If you go to the Whitechapel area now, you can get your hair cut at Jack the Clipper barbershop. You can go on numerous tours to see where the murders occurred, and you can even play the Jack the Ripper game on your computer, complete with mutilated women and exposed breasts. Even Scotland yard is showing a display of artifacts from the Ripper case in order to fill a supposed 50 million budget gap.

The women who were murdered have become a commodity for people who are fascinated with the mystery behind who Jack The Ripper was. What they’re failing to notice, though, is how this consumerism is turning those women’s slaughter into a business. By making the victims a product for consumers to chew up and spit out, society is reinforcing the idea that women are merely objects. By turning women’s murders into business, society is devaluing their lives. It sends the message that a woman’s life is worth the loss if it cures our curiosities and if it gets cash flowing.

In the words of Gary Leon Ridgway, perhaps better known as the infamous “Green River Killer,” who slaughtered at least 48 young women:

My plan was I wanted to kill as many women I thought were prostitutes as I possibly could. I picked prostitutes as my victims because I hate most prostitutes and I did not want to pay them for sex. I also picked prostitutes for victims because they were easy to pick up without being noticed.

It’s telling that both killers targeted women known or believed to be sex workers, picking along the margins of society in the belief that they would never be caught.

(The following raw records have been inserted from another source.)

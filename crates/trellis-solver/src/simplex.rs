//! Simplex algorithms over the tableau.
//!
//! This is an implementation of the Cassowary linear constraint solving algorithm,
//! as described in "The Cassowary Linear Arithmetic Constraint Solving Algorithm"
//! by Greg J. Badros and Alan Borning.
//!
//! Pivoting is deterministic: entering variables are taken lowest id first and
//! ratio-test ties go to the lowest-id row (Bland's rule).

use trellis_core::{
    near_zero, ConstraintId, Expression, Result, SolverError, Variable, EPSILON,
};

use crate::solver::Solver;

/// Which expression a primal pass minimizes.
#[derive(Debug, Clone, Copy, PartialEq, Eq)]
enum Target {
    /// The weighted error objective.
    Objective,
    /// The phase-1 objective of an artificial variable.
    Artificial,
}

/// Keep the candidate with the smaller ratio, then the smaller id.
fn better(candidate: (Variable, f64), best: Option<(Variable, f64)>) -> bool {
    match best {
        None => true,
        Some((var, ratio)) => {
            candidate.1 < ratio || (candidate.1 == ratio && candidate.0 < var)
        }
    }
}

impl Solver {
    /// Pick the variable that becomes basic when `expr` is inserted directly.
    ///
    /// A free external variable wins outright. Otherwise a restricted external
    /// with a negative coefficient (or any, if the constant is zero), and
    /// failing that a pivotable variable with a negative coefficient. A
    /// restricted candidate is only taken if substituting its new row leaves
    /// every restricted row it appears in non-negative.
    pub(crate) fn choose_subject(&self, expr: &Expression) -> Option<Variable> {
        let mut subject = None;
        let mut subject_external = None;
        for (var, coeff) in expr.terms() {
            if var.is_external() {
                if !var.is_restricted() {
                    return Some(var);
                }
                if subject_external.is_none()
                    && (coeff < 0.0 || near_zero(expr.constant()))
                    && self.keeps_rows_feasible(expr, var)
                {
                    subject_external = Some(var);
                }
            } else if subject.is_none()
                && var.is_pivotable()
                && coeff < 0.0
                && self.keeps_rows_feasible(expr, var)
            {
                subject = Some(var);
            }
        }
        subject_external.or(subject)
    }

    /// Whether making `subject` basic with row `expr` keeps the restricted
    /// rows that mention it at or above zero.
    fn keeps_rows_feasible(&self, expr: &Expression, subject: Variable) -> bool {
        let value = -expr.constant() / expr.coefficient(subject);
        self.tableau.column(subject).all(|basic| {
            if !basic.is_restricted() {
                return true;
            }
            self.tableau.row(basic).map_or(true, |row| {
                row.constant() + row.coefficient(subject) * value >= -EPSILON
            })
        })
    }

    /// Insert `expr` through a temporary artificial variable (phase 1).
    ///
    /// The artificial variable is given `expr` as its row and the row value
    /// is minimized. A nonzero minimum means the constraint cannot hold
    /// alongside the existing ones: it is rolled back and reported.
    pub(crate) fn add_with_artificial_variable(
        &mut self,
        id: ConstraintId,
        expr: Expression,
    ) -> Result<()> {
        let av = self.variables.slack();
        self.tableau.add_row(av, expr.clone());
        self.tableau.set_artificial(Some(expr));

        let optimized = self.optimize(Target::Artificial);
        let residual = self
            .tableau
            .artificial()
            .map(Expression::constant)
            .unwrap_or(0.0);
        self.tableau.set_artificial(None);

        if let Err(err) = optimized {
            self.discard_artificial(av);
            self.remove_constraint(id)?;
            return Err(err);
        }

        if !near_zero(residual) {
            let explanation = self
                .config
                .explain_failure
                .then(|| self.build_explanation(id, av));
            self.discard_artificial(av);
            self.remove_constraint(id)?;
            tracing::debug!(constraint = %id, residual, "required constraint is unsatisfiable");
            return Err(match explanation {
                Some(conflicts) => SolverError::RequiredFailureWithExplanation(conflicts),
                None => SolverError::RequiredFailure,
            });
        }

        // The artificial variable sits at zero. Get it out of the basis
        // for good, then forget it.
        let replacement = self.tableau.row(av).map(|row| {
            if row.is_constant() {
                None
            } else {
                row.pivotable_variable().or_else(|| row.variables().min())
            }
        });
        match replacement {
            Some(Some(entry)) => self.tableau.pivot(entry, av)?,
            Some(None) => {
                self.tableau.remove_row(av);
            }
            None => {}
        }
        self.tableau.remove_column(av);
        tracing::debug!(constraint = %id, "added constraint through artificial variable");
        Ok(())
    }

    fn discard_artificial(&mut self, av: Variable) {
        self.tableau.remove_row(av);
        self.tableau.remove_column(av);
    }

    /// The constraints implicated when phase 1 leaves `av` positive: the
    /// owner of every marker still in its row. The constraint being added
    /// (`adding`) is left out since it is about to be rolled back.
    fn build_explanation(&self, adding: ConstraintId, av: Variable) -> Vec<ConstraintId> {
        let mut explanation = Vec::new();
        let mut push = |id: ConstraintId| {
            if id != adding && !explanation.contains(&id) {
                explanation.push(id);
            }
        };

        if let Some(&id) = self.markers.get(&av) {
            push(id);
        }
        if let Some(row) = self.tableau.row(av) {
            for var in row.variables() {
                if let Some(&id) = self.markers.get(&var) {
                    push(id);
                }
            }
        }
        explanation.sort();
        explanation
    }

    pub(crate) fn optimize_objective(&mut self) -> Result<()> {
        self.optimize(Target::Objective)
    }

    /// Minimize `target` by pivoting until no entering variable is left.
    fn optimize(&mut self, target: Target) -> Result<()> {
        loop {
            let entry = match target {
                Target::Objective => match self.tableau.pop_entry() {
                    Some(entry) => {
                        if self.tableau.is_basic(entry)
                            || self.tableau.objective().coefficient(entry) >= 0.0
                        {
                            continue;
                        }
                        Some(entry)
                    }
                    None => None,
                },
                Target::Artificial => self.tableau.artificial().and_then(|objective| {
                    objective
                        .terms()
                        .filter(|&(var, coeff)| var.can_enter() && coeff < 0.0)
                        .map(|(var, _)| var)
                        .min()
                }),
            };

            let Some(entry) = entry else {
                return Ok(());
            };

            let Some(exit) = self.ratio_test(entry) else {
                // keep the entry cache exact for the caller
                self.tableau.update_entry(entry);
                return Err(SolverError::ObjectiveUnbound);
            };
            self.tableau.pivot(entry, exit)?;
        }
    }

    /// The restricted row that most tightly bounds `entry`'s increase.
    fn ratio_test(&self, entry: Variable) -> Option<Variable> {
        let mut best: Option<(Variable, f64)> = None;
        for basic in self.tableau.column(entry) {
            if !basic.is_restricted() {
                continue;
            }
            let Some(row) = self.tableau.row(basic) else {
                continue;
            };
            let coeff = row.coefficient(entry);
            if coeff >= 0.0 {
                continue;
            }
            let ratio = -row.constant() / coeff;
            if better((basic, ratio), best) {
                best = Some((basic, ratio));
            }
        }
        best.map(|(basic, _)| basic)
    }

    /// Drive every queued infeasible row back to a non-negative constant
    /// while keeping the objective optimal.
    pub(crate) fn dual_optimize(&mut self) -> Result<()> {
        while let Some(exit) = self.tableau.pop_infeasible() {
            let Some(row) = self.tableau.row(exit) else {
                continue;
            };
            if row.constant() >= 0.0 {
                continue;
            }

            let objective = self.tableau.objective();
            let mut best: Option<(Variable, f64)> = None;
            for (var, coeff) in row.terms() {
                if coeff <= 0.0 || !var.can_enter() {
                    continue;
                }
                let ratio = objective.coefficient(var) / coeff;
                if better((var, ratio), best) {
                    best = Some((var, ratio));
                }
            }

            let Some((entry, _)) = best else {
                return Err(SolverError::InternalError("dual optimize: no pivot found"));
            };
            self.tableau.pivot(entry, exit)?;
        }
        Ok(())
    }

    /// Choose the row to give up when `marker` must become basic.
    ///
    /// Prefers restricted rows with a negative coefficient (smallest
    /// `-constant / coefficient`), then restricted rows with a positive one
    /// (smallest `constant / coefficient`), then any unrestricted row.
    pub(crate) fn find_exit_var(&self, marker: Variable) -> Option<Variable> {
        let mut negative: Option<(Variable, f64)> = None;
        let mut positive: Option<(Variable, f64)> = None;
        let mut unrestricted: Option<Variable> = None;

        for basic in self.tableau.column(marker) {
            let Some(row) = self.tableau.row(basic) else {
                continue;
            };
            let coeff = row.coefficient(marker);
            if !basic.is_restricted() {
                if unrestricted.map_or(true, |current| basic < current) {
                    unrestricted = Some(basic);
                }
            } else if coeff < 0.0 {
                let ratio = -row.constant() / coeff;
                if better((basic, ratio), negative) {
                    negative = Some((basic, ratio));
                }
            } else {
                let ratio = row.constant() / coeff;
                if better((basic, ratio), positive) {
                    positive = Some((basic, ratio));
                }
            }
        }

        negative
            .or(positive)
            .map(|(basic, _)| basic)
            .or(unrestricted)
    }
}

#[cfg(test)]
mod tests {
    use super::*;
    use trellis_core::{Constraint, Strength};

    #[test]
    fn test_choose_subject_prefers_free_external() {
        let mut solver = Solver::new();
        let r = solver.new_restricted_variable();
        let x = solver.new_variable();
        let s = solver.variables.slack();

        let mut expr = Expression::from_constant(5.0);
        expr.add_variable(s, -1.0);
        expr.add_variable(r, -1.0);
        expr.add_variable(x, 2.0);
        assert_eq!(solver.choose_subject(&expr), Some(x));

        expr.erase(x);
        assert_eq!(solver.choose_subject(&expr), Some(r));

        expr.erase(r);
        assert_eq!(solver.choose_subject(&expr), Some(s));
    }

    #[test]
    fn test_choose_subject_restricted_with_zero_constant() {
        let mut solver = Solver::new();
        let r = solver.new_restricted_variable();
        let d = solver.variables.dummy();

        let mut expr = Expression::from_variable(r);
        expr.add_variable(d, -1.0);
        assert_eq!(solver.choose_subject(&expr), Some(r));

        expr.set_constant(3.0);
        assert_eq!(solver.choose_subject(&expr), None);
    }

    #[test]
    fn test_redundant_required_equality() {
        let mut solver = Solver::new();
        let x = solver.new_variable();

        let first = solver.add(Constraint::equal(x, 100.0)).unwrap();
        let second = solver.add(Constraint::equal(x, 100.0)).unwrap();
        solver.solve().unwrap();
        solver.check_invariants().unwrap();
        assert!((solver.value(x) - 100.0).abs() < 1e-8);

        solver.remove(first).unwrap();
        solver.check_invariants().unwrap();
        assert!((solver.value(x) - 100.0).abs() < 1e-8);

        solver.remove(second).unwrap();
        solver.check_invariants().unwrap();
        assert_eq!(solver.constraint_count(), 0);
    }

    #[test]
    fn test_explanation_lists_existing_constraints() {
        let mut solver = Solver::new();
        let (v1, v2) = (solver.new_variable(), solver.new_variable());

        let _low = solver.add(Constraint::greater_or_equal(v1, 10.0)).unwrap();
        let a = solver.add(Constraint::equal(v1, 100.0)).unwrap();
        let b = solver.add(Constraint::equal(v2, 200.0)).unwrap();

        let err = solver.add(Constraint::equal(v1, v2)).unwrap_err();
        assert_eq!(err, SolverError::RequiredFailureWithExplanation(vec![a, b]));
        assert_eq!(solver.constraint_count(), 3);
        solver.check_invariants().unwrap();
    }

    #[test]
    fn test_failure_without_explanation() {
        let mut solver = Solver::new();
        solver.set_explain_failure(false);
        let x = solver.new_variable();

        solver.add(Constraint::equal(x, 1.0)).unwrap();
        let err = solver.add(Constraint::equal(x, 2.0)).unwrap_err();
        assert_eq!(err, SolverError::RequiredFailure);
    }

    #[test]
    fn test_unbounded_objective() {
        let mut solver = Solver::new();
        let x = solver.new_variable();

        // Minimizing the violation of `x >= 0` with a negative weight
        // pulls `x` towards infinity once the required bound is gone.
        let id = solver
            .add(Constraint::greater_or_equal(x, 0.0).with_strength(Strength::WEAK))
            .unwrap();
        let error = solver.constraints[&id].errors[0];
        solver.tableau.add_to_objective(error, -20.0);
        assert_eq!(solver.solve(), Err(SolverError::ObjectiveUnbound));
    }

    #[test]
    fn test_find_exit_var_prefers_restricted_rows() {
        let mut solver = Solver::new();
        let x = solver.new_variable();
        let s = solver.variables.slack();
        let m = solver.variables.dummy();

        // x = 1 + m, s = 4 - 2m
        let mut row_x = Expression::from_constant(1.0);
        row_x.add_variable(m, 1.0);
        solver.tableau.add_row(x, row_x);
        let mut row_s = Expression::from_constant(4.0);
        row_s.add_variable(m, -2.0);
        solver.tableau.add_row(s, row_s);

        assert_eq!(solver.find_exit_var(m), Some(s));
        solver.tableau.remove_row(s);
        assert_eq!(solver.find_exit_var(m), Some(x));
    }
}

Society needs to notice that the women who Jack the Ripper murdered should be at the center of these heinous crimes, and that letting the identity of the murderer be the focus of the story is misogynistic in itself. Perhaps we will never know who Jack the Ripper was; perhaps therein lies the fascination. However, it is unsettling to think that so many men get to be at the center of their crimes while the female victims fade into the background, drudged up only by Internet scouring when people want to feel close to evil. When they’re done, they can click away, but the victims are still dead.